Stored data entries
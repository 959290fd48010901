//! Build configuration (`texmail.toml` + command-line overrides).
//!
//! [`FileConfig`] mirrors the optional `texmail.toml` at the repository
//! root. [`BuildConfig`] is the immutable, fully resolved configuration that
//! every pipeline stage receives by reference.

use std::fmt;
use std::path::Path;

use serde::Deserialize;

use crate::filter::FilterPolicy;

/// Name of the optional per-repository config file.
pub const CONFIG_FILE_NAME: &str = "texmail.toml";

/// Suffix appended to the subject of release builds.
pub const RELEASE_SUBJECT_SUFFIX: &str = " [arXiv release]";

// ---------------------------------------------------------------------------
// File config
// ---------------------------------------------------------------------------

/// Top-level `texmail.toml` contents.
///
/// Missing fields use defaults. Missing file → all defaults (no error).
#[derive(Clone, Debug, Default, PartialEq, Eq, Deserialize)]
#[serde(deny_unknown_fields)]
pub struct FileConfig {
    /// What to stage and how.
    #[serde(default)]
    pub build: BuildSection,

    /// External programs.
    #[serde(default)]
    pub compiler: CompilerConfig,

    /// Message settings.
    #[serde(default)]
    pub mail: MailSection,
}

// ---------------------------------------------------------------------------
// [build]
// ---------------------------------------------------------------------------

/// `[build]` section.
#[derive(Clone, Debug, PartialEq, Eq, Deserialize)]
#[serde(deny_unknown_fields)]
pub struct BuildSection {
    /// Job name; the primary document source is `<job>.tex`.
    #[serde(default = "default_job")]
    pub job: String,

    /// Which filter policy selects files from the commit.
    #[serde(default)]
    pub policy: PolicyKind,

    /// Path prefixes rejected by the `exclude-prefix` policy.
    #[serde(default)]
    pub exclude: Vec<String>,

    /// Exact paths admitted by the `allow-list` policy. Empty means
    /// `<job>.tex` and `<job>.bib`.
    #[serde(default)]
    pub allow: Vec<String>,

    /// Keep the transient workspace after a successful run.
    #[serde(default)]
    pub keep_workspace: bool,
}

impl Default for BuildSection {
    fn default() -> Self {
        Self {
            job: default_job(),
            policy: PolicyKind::default(),
            exclude: Vec::new(),
            allow: Vec::new(),
            keep_workspace: false,
        }
    }
}

fn default_job() -> String {
    "main".to_owned()
}

/// Filter policy selector.
#[derive(Clone, Copy, Debug, Default, PartialEq, Eq, Hash, Deserialize)]
#[serde(rename_all = "kebab-case")]
pub enum PolicyKind {
    /// Admit everything except configured prefixes.
    #[default]
    ExcludePrefix,
    /// Admit only the configured exact paths.
    AllowList,
}

impl fmt::Display for PolicyKind {
    fn fmt(&self, f: &mut fmt::Formatter<'_>) -> fmt::Result {
        match self {
            Self::ExcludePrefix => write!(f, "exclude-prefix"),
            Self::AllowList => write!(f, "allow-list"),
        }
    }
}

// ---------------------------------------------------------------------------
// [compiler]
// ---------------------------------------------------------------------------

/// `[compiler]` section: the document compiler and bibliography processor.
#[derive(Clone, Debug, PartialEq, Eq, Deserialize)]
#[serde(deny_unknown_fields)]
pub struct CompilerConfig {
    /// Document compiler executable.
    #[serde(default = "default_compiler")]
    pub program: String,

    /// Arguments passed before the job name, in order.
    #[serde(default = "default_compiler_args")]
    pub args: Vec<String>,

    /// Bibliography processor executable, invoked as `<bibliography> <job>`.
    #[serde(default = "default_bibliography")]
    pub bibliography: String,
}

impl Default for CompilerConfig {
    fn default() -> Self {
        Self {
            program: default_compiler(),
            args: default_compiler_args(),
            bibliography: default_bibliography(),
        }
    }
}

fn default_compiler() -> String {
    "pdflatex".to_owned()
}

fn default_compiler_args() -> Vec<String> {
    ["-halt-on-error", "-file-line-error", "-interaction=nonstopmode"]
        .into_iter()
        .map(str::to_owned)
        .collect()
}

fn default_bibliography() -> String {
    "bibtex".to_owned()
}

// ---------------------------------------------------------------------------
// [mail]
// ---------------------------------------------------------------------------

/// `[mail]` section.
#[derive(Clone, Debug, Default, PartialEq, Eq, Deserialize)]
#[serde(deny_unknown_fields)]
pub struct MailSection {
    /// Default recipients (`Name <addr>` or bare `addr`).
    #[serde(default)]
    pub to: Vec<String>,

    /// Default subject. Falls back to the working directory name.
    pub subject: Option<String>,

    /// Sender override. Falls back to git `user.name` / `user.email`.
    pub from: Option<String>,

    /// Domain used in `Message-ID`. Falls back to the sender's domain.
    pub message_id_domain: Option<String>,
}

// ---------------------------------------------------------------------------
// Output mode
// ---------------------------------------------------------------------------

/// Where the finished artifacts go.
#[derive(Clone, Copy, Debug, Default, PartialEq, Eq, Hash)]
pub enum OutputMode {
    /// Write `build-<cid>-<MM>-<DD>.eml` into the working directory.
    #[default]
    EmailFile,
    /// Write the message to stdout.
    EmailStdout,
    /// Write the PDF and `.tar.gz` as separate files, no message.
    Files,
}

// ---------------------------------------------------------------------------
// Resolved config
// ---------------------------------------------------------------------------

/// The resolved configuration for one run.
///
/// Built once by the binary and passed by reference into every stage.
#[derive(Clone, Debug, PartialEq, Eq)]
pub struct BuildConfig {
    /// Release (arXiv) mode: no visible stamp, archive holds only files the
    /// compiler read, `release-` file names.
    pub release: bool,
    /// Job name (`main` → `main.tex`, `main.aux`, `main.pdf`, ...).
    pub job: String,
    /// Which files of the commit are staged.
    pub filter: FilterPolicy,
    /// External programs.
    pub compiler: CompilerConfig,
    /// Keep the transient workspace after success.
    pub keep_workspace: bool,
    /// Where artifacts go.
    pub output: OutputMode,
    /// Message subject, release suffix already applied.
    pub subject: String,
    /// Raw recipient strings (parsed when the message is composed).
    pub recipients: Vec<String>,
    /// Explicit sender, if configured.
    pub from: Option<String>,
    /// Explicit `Message-ID` domain, if configured.
    pub message_id_domain: Option<String>,
}

impl BuildConfig {
    /// Path of the primary document source inside the commit tree.
    #[must_use]
    pub fn document_source(&self) -> String {
        format!("{}.tex", self.job)
    }

    /// Name of a compiler output with the given extension (`"pdf"`, `"aux"`...).
    #[must_use]
    pub fn job_file(&self, extension: &str) -> String {
        format!("{}.{extension}", self.job)
    }
}

impl Default for BuildConfig {
    fn default() -> Self {
        let job = default_job();
        Self {
            release: false,
            filter: FilterPolicy::default(),
            compiler: CompilerConfig::default(),
            keep_workspace: false,
            output: OutputMode::default(),
            subject: job.clone(),
            recipients: Vec::new(),
            from: None,
            message_id_domain: None,
            job,
        }
    }
}

/// Command-line values that override the file config.
///
/// Empty vectors and `None` mean "not given on the command line".
#[derive(Clone, Debug, Default, PartialEq, Eq)]
pub struct Overrides {
    pub release: bool,
    pub allow_list: bool,
    pub exclude: Vec<String>,
    pub recipients: Vec<String>,
    pub subject: Option<String>,
    pub keep_workspace: bool,
    pub output: OutputMode,
}

impl FileConfig {
    /// Merge this file config with command-line overrides.
    ///
    /// Command-line exclusions and recipients are added to the configured
    /// ones. `fallback_subject` is used when neither source sets a subject.
    #[must_use]
    pub fn resolve(self, overrides: Overrides, fallback_subject: &str) -> BuildConfig {
        let build = self.build;

        let policy = if overrides.allow_list {
            PolicyKind::AllowList
        } else {
            build.policy
        };
        let filter = match policy {
            PolicyKind::ExcludePrefix => {
                let mut prefixes = build.exclude;
                prefixes.extend(overrides.exclude);
                FilterPolicy::ExcludePrefixes(prefixes)
            }
            PolicyKind::AllowList if build.allow.is_empty() => {
                FilterPolicy::AllowList(vec![format!("{}.tex", build.job), format!("{}.bib", build.job)])
            }
            PolicyKind::AllowList => FilterPolicy::AllowList(build.allow),
        };

        let mut subject = overrides
            .subject
            .or(self.mail.subject)
            .unwrap_or_else(|| fallback_subject.to_owned());
        if overrides.release {
            subject.push_str(RELEASE_SUBJECT_SUFFIX);
        }

        let mut recipients = self.mail.to;
        recipients.extend(overrides.recipients);

        BuildConfig {
            release: overrides.release,
            job: build.job,
            filter,
            compiler: self.compiler,
            keep_workspace: build.keep_workspace || overrides.keep_workspace,
            output: overrides.output,
            subject,
            recipients,
            from: self.mail.from,
            message_id_domain: self.mail.message_id_domain,
        }
    }
}

// ---------------------------------------------------------------------------
// Loading
// ---------------------------------------------------------------------------

/// Error loading a texmail configuration file.
#[derive(Debug)]
pub struct ConfigError {
    /// The path that was being loaded (if available).
    pub path: Option<std::path::PathBuf>,
    /// Human-readable message with line-level detail when possible.
    pub message: String,
}

impl fmt::Display for ConfigError {
    fn fmt(&self, f: &mut fmt::Formatter<'_>) -> fmt::Result {
        if let Some(p) = &self.path {
            write!(f, "{}: {}", p.display(), self.message)
        } else {
            write!(f, "config error: {}", self.message)
        }
    }
}

impl std::error::Error for ConfigError {}

impl FileConfig {
    /// Load configuration from a TOML file.
    ///
    /// - If the file does not exist, returns all defaults (not an error).
    /// - If the file exists but contains invalid TOML or unknown fields,
    ///   returns a [`ConfigError`] with line-level detail.
    ///
    /// # Errors
    /// Returns `ConfigError` on I/O errors (other than not-found) or parse errors.
    pub fn load(path: &Path) -> Result<Self, ConfigError> {
        let contents = match std::fs::read_to_string(path) {
            Ok(c) => c,
            Err(e) if e.kind() == std::io::ErrorKind::NotFound => {
                return Ok(Self::default());
            }
            Err(e) => {
                return Err(ConfigError {
                    path: Some(path.to_owned()),
                    message: format!("could not read file: {e}"),
                });
            }
        };
        Self::parse(&contents).map_err(|mut e| {
            e.path = Some(path.to_owned());
            e
        })
    }

    /// Parse configuration from a TOML string.
    ///
    /// # Errors
    /// Returns `ConfigError` on invalid TOML or unknown fields.
    pub fn parse(toml_str: &str) -> Result<Self, ConfigError> {
        toml::from_str(toml_str).map_err(|e| {
            let mut message = e.message().to_owned();
            if let Some(span) = e.span() {
                let line = toml_str[..span.start]
                    .chars()
                    .filter(|&c| c == '\n')
                    .count()
                    + 1;
                message = format!("line {line}: {message}");
            }
            ConfigError {
                path: None,
                message,
            }
        })
    }
}

// ---------------------------------------------------------------------------
// Tests
// ---------------------------------------------------------------------------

▸ **TASK TO CARRY OUT**
Find the word "span" in the entries above. Copy every line that has it.

▸ **RESULT OF THE EXERCISE**
            if let Some(span) = e.span() {
                let line = toml_str[..span.start]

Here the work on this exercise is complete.